Although Iptables's Ipset match can do this, it's just a match, nftables native support for this syntax! Even, you can even use a dictionary to map the syntax of a policy:
NFT Add Map filter mydict {type ipv4_addr:verdict\;}
NFT Add rule filter input IP saddr vmap @mydict
NFT add element filter mydict {192.168.0.10:drop, 192.168.0.11:accept}

As a result, administrators will be as flexible as programmers to organize their own logic.
Seven. A bit pessimistic facts to search ipchain documents, few can open, and then to search iptables, the current popularity is very prosperous, nftables? I can find the results, but it takes a bit of effort to use them. This is the process of fought, you can imagine the future someday, Nftables will be like ipchain as gradually cold, fade out of sight of people ... Is this the fate of the Linux environment packet filtering framework?
This is not the inevitable development of technology, the old UNIX tools Vi,emacs until now remains the weapon of hackers, network Tools Netcat is also a compact portable enduring ... Linux's packet-filtering framework has been upgraded several times in just 15 years. It is hopeful that the underlying framework of NetFilter is basically stable, whether it is iptables or Nftables, which is based on NetFilter, and the early IPFW is not, then (before the Linux 2.3.15 kernel) The bottom packet filtering framework and its rudimentary, so NetFilter first appeared on the upper. It is worth noting that this contains too much is the developer Rusty Russell personal style, NetFilter is he finished, IPChains is also him, this can't help but reminiscent of the broken rank Ingo Molnar, introduced the O (1) Scheduler, And then replaced it with a better CFS scheduler ... UNIX is very different, personal factors are few ...

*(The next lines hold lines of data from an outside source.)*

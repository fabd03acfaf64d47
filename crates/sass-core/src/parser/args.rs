//! Parameter lists for `@mixin`/`@function` headers (argument lists
//! themselves are parsed in `expr.rs`, alongside calls, since they share
//! the same grammar as a function call's arguments).

use crate::ast::{Parameter, ParameterList};
use crate::error::SassError;

use super::Parser;

impl<'a> Parser<'a> {
    pub(crate) fn parse_parameter_list(&mut self) -> Result<ParameterList, SassError> {
        self.expect_char('(')?;
        self.skip_trivia();
        let mut params = Vec::new();
        if self.cursor.peek() != Some(')') {
            loop {
                self.skip_trivia();
                self.expect_char('$')?;
                let name = self.cursor.consume_ident_sequence();
                if name.is_empty() {
                    return Err(self.error_here("expected variable name."));
                }
                self.skip_trivia();
                if self.cursor.eat_str("...") {
                    params.push(Parameter { name, default: None, is_rest: true });
                    self.skip_trivia();
                    break;
                }
                let default = if self.cursor.eat_char(':') {
                    self.skip_trivia();
                    Some(self.parse_space_list()?)
                } else {
                    None
                };
                params.push(Parameter { name, default, is_rest: false });
                self.skip_trivia();
                if self.cursor.eat_char(',') {
                    self.skip_trivia();
                    if self.cursor.peek() == Some(')') {
                        break;
                    }
                    continue;
                }
                break;
            }
        }
        self.skip_trivia();
        self.expect_char(')')?;
        Ok(ParameterList { params })
    }
}

#[cfg(test)]
mod tests {
    use super::*;
    use crate::error::SourceFile;
    use std::sync::Arc;

    fn parse_params(src: &str) -> ParameterList {
        let source = Arc::new(SourceFile::new(url::Url::parse("file:///t").unwrap(), src.to_string()));
        let mut parser = Parser::new(&source, super::super::Syntax::Scss);
        parser.parse_parameter_list().unwrap()
    }

    #[test]
    fn parses_defaults_and_rest() {
        let params = parse_params("($a, $b: 1px, $rest...)");
        assert_eq!(params.params.len(), 3);
        assert!(params.params[0].default.is_none());
        assert!(params.params[1].default.is_some());
        assert!(params.params[2].is_rest);
    }
}
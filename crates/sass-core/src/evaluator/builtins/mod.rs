//! Built-in Sass functions (§4.4): `sass:math`, `sass:color`, `sass:list`,
//! `sass:map`, `sass:meta`, `sass:string`, `sass:selector`, plus the legacy
//! global names real stylesheets still call unprefixed.
//!
//! Dispatch mirrors `eval_call`'s user-function lookup: the evaluator tries
//! a user-defined function first and only falls back to [`call`] when none
//! is found, so a stylesheet that shadows a built-in with its own
//! `@function` of the same name wins.

mod color;
mod list;
mod map;
mod math;
mod meta;
mod selectors;
mod string;

use std::collections::{HashMap, VecDeque};

use crate::error::{SassError, SassResult, Span};
use crate::evaluator::scope::Scope;
use crate::evaluator::Evaluator;
use crate::value::{SassColor, SassNumber, SassString, Value};

/// Dispatch a (possibly namespaced) function call to the matching built-in
/// module. Returns `None` if `name` (under `namespace`) names no built-in,
/// letting the caller decide between "undefined function" and "plain CSS
/// function passthrough".
pub fn call(
    eval: &mut Evaluator,
    namespace: Option<&str>,
    name: &str,
    positional: Vec<Value>,
    named: HashMap<String, Value>,
    span: &Span,
    scope: &Scope,
) -> Option<SassResult<Value>> {
    match namespace {
        Some("math") => math::call(name, positional, named, span),
        Some("color") => color::call(name, positional, named, span),
        Some("list") => list::call(name, positional, named, span),
        Some("map") => map::call(name, positional, named, span),
        Some("string") => string::call(name, positional, named, span),
        Some("selector") => selectors::call(name, positional, named, span),
        Some("meta") => meta::call(eval, name, positional, named, span, scope),
        Some(_) => None,
        None => global(eval, name, positional, named, span, scope),
    }
}

/// Legacy unprefixed names: every module's functions are reachable without
/// a namespace, the way real Sass keeps `lighten()`/`map-get()`/`nth()`
/// working for stylesheets that predate `@use`.
fn global(
    eval: &mut Evaluator,
    name: &str,
    positional: Vec<Value>,
    named: HashMap<String, Value>,
    span: &Span,
    scope: &Scope,
) -> Option<SassResult<Value>> {
    math::call(name, positional.clone(), named.clone(), span)
        .or_else(|| color::call(name, positional.clone(), named.clone(), span))
        .or_else(|| list::call(name, positional.clone(), named.clone(), span))
        .or_else(|| map::call(name, positional.clone(), named.clone(), span))
        .or_else(|| string::call(name, positional.clone(), named.clone(), span))
        .or_else(|| selectors::call(name, positional.clone(), named.clone(), span))
        .or_else(|| meta::call(eval, name, positional, named, span, scope))
}

/// Construct the synthetic scope bound to `@use "sass:<name>"`. Built-in
/// modules have no `@function`/`@mixin` definitions to walk (those are
/// dispatched through [`call`] directly); only `sass:math`'s two constants
/// live here as ordinary variables.
#[must_use]
pub fn builtin_module_scope(name: &str) -> Option<Scope> {
    match name {
        "math" => {
            let scope = Scope::module_root();
            scope.declare_local("pi", Value::Number(SassNumber::new(std::f64::consts::PI)));
            scope.declare_local("e", Value::Number(SassNumber::new(std::f64::consts::E)));
            scope.declare_local("epsilon", Value::Number(SassNumber::new(f64::EPSILON)));
            Some(scope)
        }
        "color" | "list" | "map" | "meta" | "string" | "selector" => Some(Scope::module_root()),
        _ => None,
    }
}

/// Pulls arguments off a builtin's positional/named argument lists,
/// falling back to named-by-Sass-parameter-name, then to a supplied
/// default, then erroring. Mirrors the way `bind_arguments` resolves
/// user-defined parameter lists, simplified for builtins' fixed shapes.
pub(super) struct ArgReader {
    positional: VecDeque<Value>,
    named: HashMap<String, Value>,
}

impl ArgReader {
    pub(super) fn new(positional: Vec<Value>, named: HashMap<String, Value>) -> Self {
        Self {
            positional: positional.into(),
            named,
        }
    }

    pub(super) fn required(&mut self, name: &str, span: &Span) -> SassResult<Value> {
        if let Some(v) = self.positional.pop_front() {
            return Ok(v);
        }
        if let Some(v) = self.named.remove(name) {
            return Ok(v);
        }
        Err(SassError::runtime(format!("Missing argument ${name}."), span.clone()))
    }

    pub(super) fn optional(&mut self, name: &str, default: Value) -> Value {
        if let Some(v) = self.positional.pop_front() {
            return v;
        }
        self.named.remove(name).unwrap_or(default)
    }

    pub(super) fn optional_opt(&mut self, name: &str) -> Option<Value> {
        if let Some(v) = self.positional.pop_front() {
            return Some(v);
        }
        self.named.remove(name)
    }

    /// Every remaining positional argument, for `$rest`-style parameters.
    pub(super) fn rest(&mut self) -> Vec<Value> {
        self.positional.drain(..).collect()
    }
}

pub(super) fn expect_number<'a>(value: &'a Value, span: &Span) -> SassResult<&'a SassNumber> {
    match value {
        Value::Number(n) => Ok(n),
        other => Err(type_error("number", other, span)),
    }
}

pub(super) fn expect_color<'a>(value: &'a Value, span: &Span) -> SassResult<&'a SassColor> {
    match value {
        Value::Color(c) => Ok(c),
        other => Err(type_error("color", other, span)),
    }
}

pub(super) fn expect_string<'a>(value: &'a Value, span: &Span) -> SassResult<&'a SassString> {
    match value {
        Value::String(s) => Ok(s),
        other => Err(type_error("string", other, span)),
    }
}

pub(super) fn expect_bool(value: &Value) -> bool {
    value.is_truthy()
}

fn type_error(expected: &str, got: &Value, span: &Span) -> SassError {
    SassError::runtime(format!("{got} is not a {expected}."), span.clone())
}

pub(super) fn unitless(value: f64) -> SassNumber {
    SassNumber::new(value)
}
//! Sass CLI
//!
//! A thin command-line front end over `sass-core`: argument parsing, file
//! I/O, and error/warning rendering. Everything that decides what CSS
//! comes out of a stylesheet lives in `sass-core`; this binary only wires
//! its `CompileOptions` to flags and prints the result.

use std::path::PathBuf;
use std::process::ExitCode;

use anyhow::{Context, Result};
use clap::Parser;
use owo_colors::OwoColorize;
use sass_core::diagnostics::{render, Deprecation, DeprecationPolicy};
use sass_core::serializer::OutputStyle;
use sass_core::{compile_path, compile_string, CompileOptions, Syntax};

/// Compile Sass (SCSS or the indented syntax) to CSS.
#[derive(Parser, Debug)]
#[command(name = "sass-cli")]
#[command(author, version, about, long_about = None)]
#[command(after_help = r#"EXAMPLES:
    # Compile a file to stdout
    sass-cli input.scss

    # Compile to a file, compressed, with a source map
    sass-cli input.scss -o output.css --style compressed --source-map

    # Add extra load paths for @use/@import resolution
    sass-cli input.scss -I vendor -I themes

    # Treat a deprecation warning as an error
    sass-cli input.scss --fatal-deprecation import
"#)]
struct Cli {
    /// Path to the entry-point stylesheet (`.scss` or `.sass`).
    input: PathBuf,

    /// Write the compiled CSS here instead of stdout.
    #[arg(short, long)]
    output: Option<PathBuf>,

    /// Output style.
    #[arg(long, value_enum, default_value_t = Style::Expanded)]
    style: Style,

    /// Additional load path for `@use`/`@import`/`@forward` resolution.
    /// May be given more than once; tried in order after the stylesheet's
    /// own directory.
    #[arg(short = 'I', long = "load-path", value_name = "DIR")]
    load_paths: Vec<PathBuf>,

    /// Generate a source map alongside the CSS.
    #[arg(long)]
    source_map: bool,

    /// Inline the full source text of every stylesheet into the source
    /// map (only meaningful with `--source-map`).
    #[arg(long)]
    embed_sources: bool,

    /// Inline the source map itself into the CSS output as a `data:` URL
    /// comment, instead of writing it alongside (only meaningful with
    /// `--source-map`).
    #[arg(long)]
    embed_source_map: bool,

    /// Suppress `@warn` and `@debug` output.
    #[arg(short, long)]
    quiet: bool,

    /// Suppress warnings from stylesheets loaded as dependencies (through
    /// a load path or another importer) rather than relative to the
    /// entrypoint.
    #[arg(long)]
    quiet_deps: bool,

    /// Emit every repetition of a deprecation warning instead of limiting
    /// to 5 occurrences.
    #[arg(long)]
    verbose: bool,

    /// Treat the named deprecation (e.g. `import`, `global-builtin`,
    /// `slash-div`) as a fatal error. May be given more than once.
    #[arg(long = "fatal-deprecation", value_name = "ID")]
    fatal_deprecations: Vec<String>,

    /// Opt into the named deprecation's upcoming behavior early, before it
    /// becomes the default. May be given more than once.
    #[arg(long = "enable-future-deprecation", value_name = "ID")]
    future_deprecations: Vec<String>,

    /// Silence the named deprecation warning entirely. May be given more
    /// than once.
    #[arg(long = "silence-deprecation", value_name = "ID")]
    silence_deprecations: Vec<String>,

    /// Never emit `@charset "UTF-8";` / a UTF-8 BOM, even if the output
    /// contains non-ASCII text.
    #[arg(long)]
    no_charset: bool,
}

#[derive(Debug, Clone, Copy, clap::ValueEnum)]
enum Style {
    Expanded,
    Compressed,
}

impl From<Style> for OutputStyle {
    fn from(style: Style) -> Self {
        match style {
            Style::Expanded => Self::Expanded,
            Style::Compressed => Self::Compressed,
        }
    }
}

fn main() -> ExitCode {
    let cli = Cli::parse();
    match run(&cli) {
        Ok(()) => ExitCode::SUCCESS,
        Err(err) => {
            eprintln!("{} {err}", "Error:".red().bold());
            ExitCode::FAILURE
        }
    }
}

fn run(cli: &Cli) -> Result<()> {
    let options = CompileOptions {
        style: cli.style.into(),
        load_paths: cli.load_paths.clone(),
        importers: Vec::new(),
        functions: Vec::new(),
        quiet_deps: cli.quiet_deps,
        source_map: cli.source_map,
        source_map_embed_sources: cli.embed_sources,
        source_map_embed: cli.embed_source_map,
        quiet: cli.quiet,
        deprecations: deprecation_policy(cli)?,
        charset: !cli.no_charset,
    };

    let result = compile_path(&cli.input, &options).map_err(|err| {
        let rendered = err.primary_span().map(render).unwrap_or_default();
        anyhow::anyhow!("{err}\n{rendered}")
    })?;

    match &cli.output {
        Some(path) => {
            std::fs::write(path, &result.css).with_context(|| format!("writing {}", path.display()))?;
            if let Some(map) = &result.source_map {
                let map_path = map_path_for(path);
                std::fs::write(&map_path, map).with_context(|| format!("writing {}", map_path.display()))?;
            }
        }
        None => {
            print!("{}", result.css);
            if let Some(map) = &result.source_map {
                eprintln!("{}", "note:".yellow().bold());
                eprintln!("source map requested without --output; printing it separately below.");
                println!("{map}");
            }
        }
    }

    Ok(())
}

fn map_path_for(css_path: &std::path::Path) -> PathBuf {
    let mut os = css_path.as_os_str().to_owned();
    os.push(".map");
    PathBuf::from(os)
}

fn deprecation_policy(cli: &Cli) -> Result<DeprecationPolicy> {
    let mut policy = DeprecationPolicy {
        verbose: cli.verbose,
        ..DeprecationPolicy::default()
    };
    for id in &cli.fatal_deprecations {
        policy.fatal.insert(parse_deprecation(id)?);
    }
    for id in &cli.silence_deprecations {
        policy.silenced.insert(parse_deprecation(id)?);
    }
    for id in &cli.future_deprecations {
        policy.future.insert(parse_deprecation(id)?);
    }
    Ok(policy)
}

fn parse_deprecation(id: &str) -> Result<Deprecation> {
    id.parse::<Deprecation>()
        .map_err(|_| anyhow::anyhow!("unknown deprecation id \"{id}\""))
}

/// Compile an in-memory string (reachable only through future embedding
/// hosts today, but kept as a smoke-tested entry point so `compile_string`
/// doesn't bit-rot behind `compile_path`).
#[cfg(test)]
fn compile_inline(source: &str) -> sass_core::error::SassResult<String> {
    let url = url::Url::parse("file:///inline.scss").unwrap();
    let options = CompileOptions::default();
    compile_string(source, url, Syntax::Scss, &options).map(|r| r.css)
}

#[cfg(test)]
mod tests {
    use super::*;

    #[test]
    fn compiles_a_trivial_rule() {
        let css = compile_inline("a { b: 1 + 2; }").unwrap();
        assert_eq!(css, "a {\n  b: 3;\n}\n");
    }
}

Next generation packet filtering framework after iptables is nftables

Contact Us

The content source of this page is from Internet, which doesn't represent Alibaba Cloud's opinion; products and services mentioned on that page don't have any relationship with Alibaba Cloud. If the content of the page makes you feel confusing, please write us an email, we will handle the problem within 5 days after receiving your email.

If you find any instances of plagiarism from the community, please send an email to: info-contact@alibabacloud.com and provide relevant evidence. A staff member will contact you within 5 working days.

A Free Trial That Lets You Build Big!

Start building with 50+ products and up to 12 months usage for Elastic Compute Service

  • Sales Support

    1 on 1 presale consultation

  • After-Sales Support

    24/7 Technical Support 6 Free Tickets per Quarter Faster Response

  • Alibaba Cloud offers highly flexible support services tailored to meet your exact needs.